Tokelau's three atolls have no airport nor harbour and are two days sailing away from Samoa and just two years ago its 1100 Polynesians looked and sounded like they were in another time and space in the past.
Now they have free broadband.
And they're using Skype and Bebo to maintain connections with their 8000 "Tokes", as they call their friends and cousins, in New Zealand.
Bebo has more Tokelauan registrations now than people living in Tokelau - which last week voted to stay part of New Zealand.
Their Internet operation - Dot TK - has been controversial and earlier this year Internet security company McAfee warned anything associated with Tokelau on the net was "unusually risky" and was associated with fake websites and emails offering ``security alerts'' from banks.

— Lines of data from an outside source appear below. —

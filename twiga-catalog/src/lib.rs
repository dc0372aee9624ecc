pub mod index;
pub mod item;
pub mod lodging;

pub use index::CatalogIndex;
pub use item::{CatalogItem, Category, CostType, ItemScope};
pub use lodging::{CatalogError, LodgingPricing, PriceBasis, Rate, RoomDefinition};
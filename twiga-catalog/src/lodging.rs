use std::collections::BTreeMap;

use serde::{Deserialize, Serialize};

/// How a resolved lodging rate is charged
#[derive(Debug, Clone, Copy, Serialize, Deserialize, PartialEq, Eq)]
#[serde(rename_all = "camelCase")]
pub enum PriceBasis {
    PerPerson,
    PerRoom,
    PerVilla,
}

impl std::fmt::Display for PriceBasis {
    fn fmt(&self, f: &mut std::fmt::Formatter<'_>) -> std::fmt::Result {
        let label = match self {
            PriceBasis::PerPerson => "per person",
            PriceBasis::PerRoom => "per room",
            PriceBasis::PerVilla => "per villa",
        };
        write!(f, "{}", label)
    }
}

/// A normalized rate cell: one basis, one amount.
#[derive(Debug, Clone, Copy, Serialize, Deserialize, PartialEq)]
#[serde(rename_all = "camelCase")]
pub struct Rate {
    pub basis: PriceBasis,
    pub amount: f64,
}

#[derive(Debug, thiserror::Error)]
pub enum CatalogError {
    #[error("lodging metadata missing or not an object")]
    MissingLodgingMetadata,

    #[error("lodging metadata malformed: {0}")]
    MalformedLodgingMetadata(#[from] serde_json::Error),
}

/// Wire form of one rate cell: either a bare number (read as per-person)
/// or an object carrying at most one of perRoom / perPerson / perVilla.
#[derive(Debug, Clone, Deserialize)]
#[serde(untagged)]
enum RawRate {
    Bare(f64),
    #[serde(rename_all = "camelCase")]
    Detailed {
        #[serde(default)]
        per_room: Option<f64>,
        #[serde(default)]
        per_person: Option<f64>,
        #[serde(default)]
        per_villa: Option<f64>,
    },
}

impl RawRate {
    fn normalize(&self) -> Option<Rate> {
        match self {
            RawRate::Bare(amount) => Some(Rate {
                basis: PriceBasis::PerPerson,
                amount: *amount,
            }),
            RawRate::Detailed {
                per_room,
                per_person,
                per_villa,
            } => {
                if let Some(amount) = per_room {
                    Some(Rate {
                        basis: PriceBasis::PerRoom,
                        amount: *amount,
                    })
                } else if let Some(amount) = per_person {
                    Some(Rate {
                        basis: PriceBasis::PerPerson,
                        amount: *amount,
                    })
                } else if let Some(amount) = per_villa {
                    Some(Rate {
                        basis: PriceBasis::PerVilla,
                        amount: *amount,
                    })
                } else {
                    None
                }
            }
        }
    }
}

#[derive(Debug, Clone, Deserialize)]
#[serde(rename_all = "camelCase")]
struct RawRoom {
    id: String,
    name: String,
    #[serde(default)]
    max_occupancy: Option<u32>,
    #[serde(default)]
    pricing: BTreeMap<String, BTreeMap<String, RawRate>>,
}

#[derive(Debug, Clone, Deserialize)]
#[serde(rename_all = "camelCase")]
struct RawLodging {
    rooms: Vec<RawRoom>,
    #[serde(default)]
    seasons: BTreeMap<String, String>,
}

/// One room type with its season → occupancy rate table
#[derive(Debug, Clone, Serialize, PartialEq)]
#[serde(rename_all = "camelCase")]
pub struct RoomDefinition {
    pub id: String,
    pub name: String,
    pub max_occupancy: Option<u32>,
    pub pricing: BTreeMap<String, BTreeMap<String, Rate>>,
}

/// The full room × season × occupancy pricing table of one lodging item.
/// Season entries are presentational; season selection arrives with the
/// itinerary-side configuration, never from dates.
#[derive(Debug, Clone, Serialize, PartialEq)]
#[serde(rename_all = "camelCase")]
pub struct LodgingPricing {
    pub rooms: Vec<RoomDefinition>,
    pub seasons: BTreeMap<String, String>,
}

impl LodgingPricing {
    /// Parse and normalize the table out of a catalog item's raw metadata.
    pub fn from_metadata(metadata: &serde_json::Value) -> Result<Self, CatalogError> {
        if !metadata.is_object() {
            return Err(CatalogError::MissingLodgingMetadata);
        }

        let raw: RawLodging = serde_json::from_value(metadata.clone())?;
        let rooms = raw
            .rooms
            .into_iter()
            .map(|room| {
                let pricing = room
                    .pricing
                    .into_iter()
                    .map(|(season, occupancies)| {
                        let cells = occupancies
                            .into_iter()
                            .filter_map(|(occupancy, rate)| {
                                rate.normalize().map(|rate| (occupancy, rate))
                            })
                            .collect();
                        (season, cells)
                    })
                    .collect();
                RoomDefinition {
                    id: room.id,
                    name: room.name,
                    max_occupancy: room.max_occupancy,
                    pricing,
                }
            })
            .collect();

        Ok(LodgingPricing {
            rooms,
            seasons: raw.seasons,
        })
    }

    pub fn room(&self, room_id: &str) -> Option<&RoomDefinition> {
        self.rooms.iter().find(|room| room.id == room_id)
    }

    /// Resolve one rate cell. Any missing key resolves to None, which
    /// downstream prices as zero.
    pub fn rate_for(&self, room_id: &str, season: &str, occupancy: &str) -> Option<Rate> {
        self.room(room_id)?.pricing.get(season)?.get(occupancy).copied()
    }
}
impl<'a> Expansion<'a> {
    /// Slot precedence is fixed: park fees, arrival, lodging, activities,
    /// manual lines, extras, logistics vehicle, internal movements.
    fn expand_day(&mut self, day: &TripDay) {
        for fee in &day.park_fees {
            if fee.excluded {
                if let Some(item) = self.lookup(day, &fee.item_id) {
                    let name = format!("{} — Excluded by user", item.name);
                    self.push_line(
                        day,
                        item.category,
                        name,
                        item.base_price,
                        item.cost_type,
                        LineResolution {
                            total: 0.0,
                            explanation: "excluded by user".to_string(),
                            quantity: 1,
                        },
                    );
                }
            } else {
                // A fee is evaluated once per day-slot it appears in, never
                // multiplied by the trip length.
                self.push_catalog_line(day, &fee.item_id, 1, 1);
            }
        }

        if let Some(arrival) = &day.arrival {
            self.push_catalog_line(day, arrival, self.trip.days, self.trip.days);
        }

        if let Some(slot) = &day.lodging {
            if !slot.item_id.is_empty() {
                self.expand_lodging(day, slot);
            }
        }

        for activity in &day.activities {
            self.push_catalog_line(day, activity, self.trip.days, self.trip.days);
        }

        for manual in &day.manual_lines {
            // Stray empty rows from the authoring UI carry neither text nor
            // an amount; everything else stays visible.
            if manual.description.trim().is_empty() && manual.amount == 0.0 {
                continue;
            }
            self.push_line(
                day,
                Category::Extras,
                manual.description.clone(),
                manual.amount,
                CostType::FixedGroup,
                LineResolution {
                    total: manual.amount,
                    explanation: "manual amount".to_string(),
                    quantity: 1,
                },
            );
        }

        for extra in &day.extras {
            self.push_catalog_line(day, extra, self.trip.days, self.trip.days);
        }

        if let Some(logistics) = &day.logistics {
            if let Some(vehicle) = &logistics.vehicle {
                // Vehicles bill per night of use in the day's park, not per
                // calendar day of the whole trip. A parkless logistics day
                // falls back to the trip-wide night count.
                let nights = day
                    .park_id
                    .as_ref()
                    .and_then(|park| self.park_nights.get(park).copied())
                    .unwrap_or(self.total_park_nights);
                self.push_catalog_line(day, vehicle, nights, nights);
            }
            for movement in &logistics.movements {
                self.push_catalog_line(day, movement, self.trip.days, self.trip.days);
            }
        }
    }

    fn expand_lodging(&mut self, day: &TripDay, slot: &LodgingSlot) {
        let Some(item) = self.lookup(day, &slot.item_id) else {
            return;
        };

        if item.is_hierarchical() {
            if let Some(config) = &slot.config {
                let resolution = resolve_lodging_selection(
                    config,
                    self.trip.quantity_override(&item.id),
                    self.trip.travelers,
                );
                let name = format!("{} ({})", item.name, config.display_room());
                self.push_line(day, item.category, name, item.base_price, item.cost_type, resolution);
                return;
            }
            // Selected but not yet configured: falls through to the resolver's
            // zero-total, explained line.
        }

        let resolution = resolve_item(
            item,
            self.trip.travelers,
            self.trip.days,
            self.trip.days,
            self.trip.quantity_override(&item.id),
        );
        self.push_line(
            day,
            item.category,
            item.name.clone(),
            item.base_price,
            item.cost_type,
            resolution,
        );
    }

    /// The single "find item, check scope, resolve, push" path shared by
    /// every catalog-backed slot.
    fn push_catalog_line(&mut self, day: &TripDay, item_id: &str, days: u32, nights: u32) {
        let Some(item) = self.lookup(day, item_id) else {
            return;
        };
        let resolution = resolve_item(
            item,
            self.trip.travelers,
            days,
            nights,
            self.trip.quantity_override(&item.id),
        );
        self.push_line(
            day,
            item.category,
            item.name.clone(),
            item.base_price,
            item.cost_type,
            resolution,
        );
    }

    fn lookup(&self, day: &TripDay, item_id: &str) -> Option<&'a CatalogItem> {
        let Some(item) = self.catalog.get(item_id) else {
            tracing::debug!(item_id, "catalog reference not found, skipping");
            return None;
        };
        if let ItemScope::Park { park_id } = &item.scope {
            if day.park_id.as_deref() != Some(park_id.as_str()) {
                tracing::debug!(item_id, %park_id, "park-scoped item outside its park, skipping");
                return None;
            }
        }
        Some(item)
    }

    fn push_line(
        &mut self,
        day: &TripDay,
        category: Category,
        name: String,
        base_price: f64,
        cost_type: CostType,
        resolution: LineResolution,
    ) {
        let per_person = if self.trip.travelers > 0 {
            resolution.total / self.trip.travelers as f64
        } else {
            0.0
        };
        let park = self.park_label(day);
        self.lines.push(BreakdownLine {
            park,
            category,
            name,
            base_price,
            cost_type,
            quantity: resolution.quantity,
            total: resolution.total,
            per_person,
            explanation: resolution.explanation,
        });
    }

    fn park_label(&self, day: &TripDay) -> String {
        match &day.park_id {
            Some(park_id) => self
                .catalog
                .park_name(park_id)
                .unwrap_or(park_id.as_str())
                .to_string(),
            None => String::new(),
        }
    }
}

The atoll's local government-owned TeleTok Corporation has sold off domain name registrations to a Dutch company BV Dot TK, owned by Joost Zuurbier. It is now one of the world's top domain registries with 1.7 million active domain names, all ending in Dot TK.
But today in a London statement Mr Zuurbier said "due to the enormous growth in the last couple of weeks Dot TK has decided, together with the government of Tokelau, to temporarily stop the registry for paid domains".
The suspension will remain in force until December 3 although the company continues to offer free registrations.
The company wants to verify registered trademarks. The company is also trying to install security to catch fake sites.
TeleTok general manager Tino Vitale said they had seen an enormous increase in new registrations.
"But with our small community of just over 1,000 people we don't want any problems with corporations wanting to protect their trademarks."
BV Dot Tk and TeleTok have not disclosed how much their venture is worth. Mr Zuurbier says his company's payments amount to 12 per cent of Tokelau's gross domestic product each year which on current figures equates to $235,000 a year.
The more obvious benefit on the atolls themselves is the free broadband - of variable quality because it links up with the rest of the world by satellite.
It has seen a big growth in computing; from 12 computers in 2001 to 200.
Tokelau has no Internet cafes - in fact it has no cafes at all and its solitary bar, the Luna Liki Hotel on Nukunonu, serves warm beer - when it has any. But a good Internet wireless service embraces the tiny islands that house the people. The three schools and three hospitals are all online and the service is being upgraded to a high-speed satellite service.
To any regular visitor to Tokelau it's obvious the net is changing things; word has it every child has a Bebo page and downloading music in legendary quantities - without paying a cent.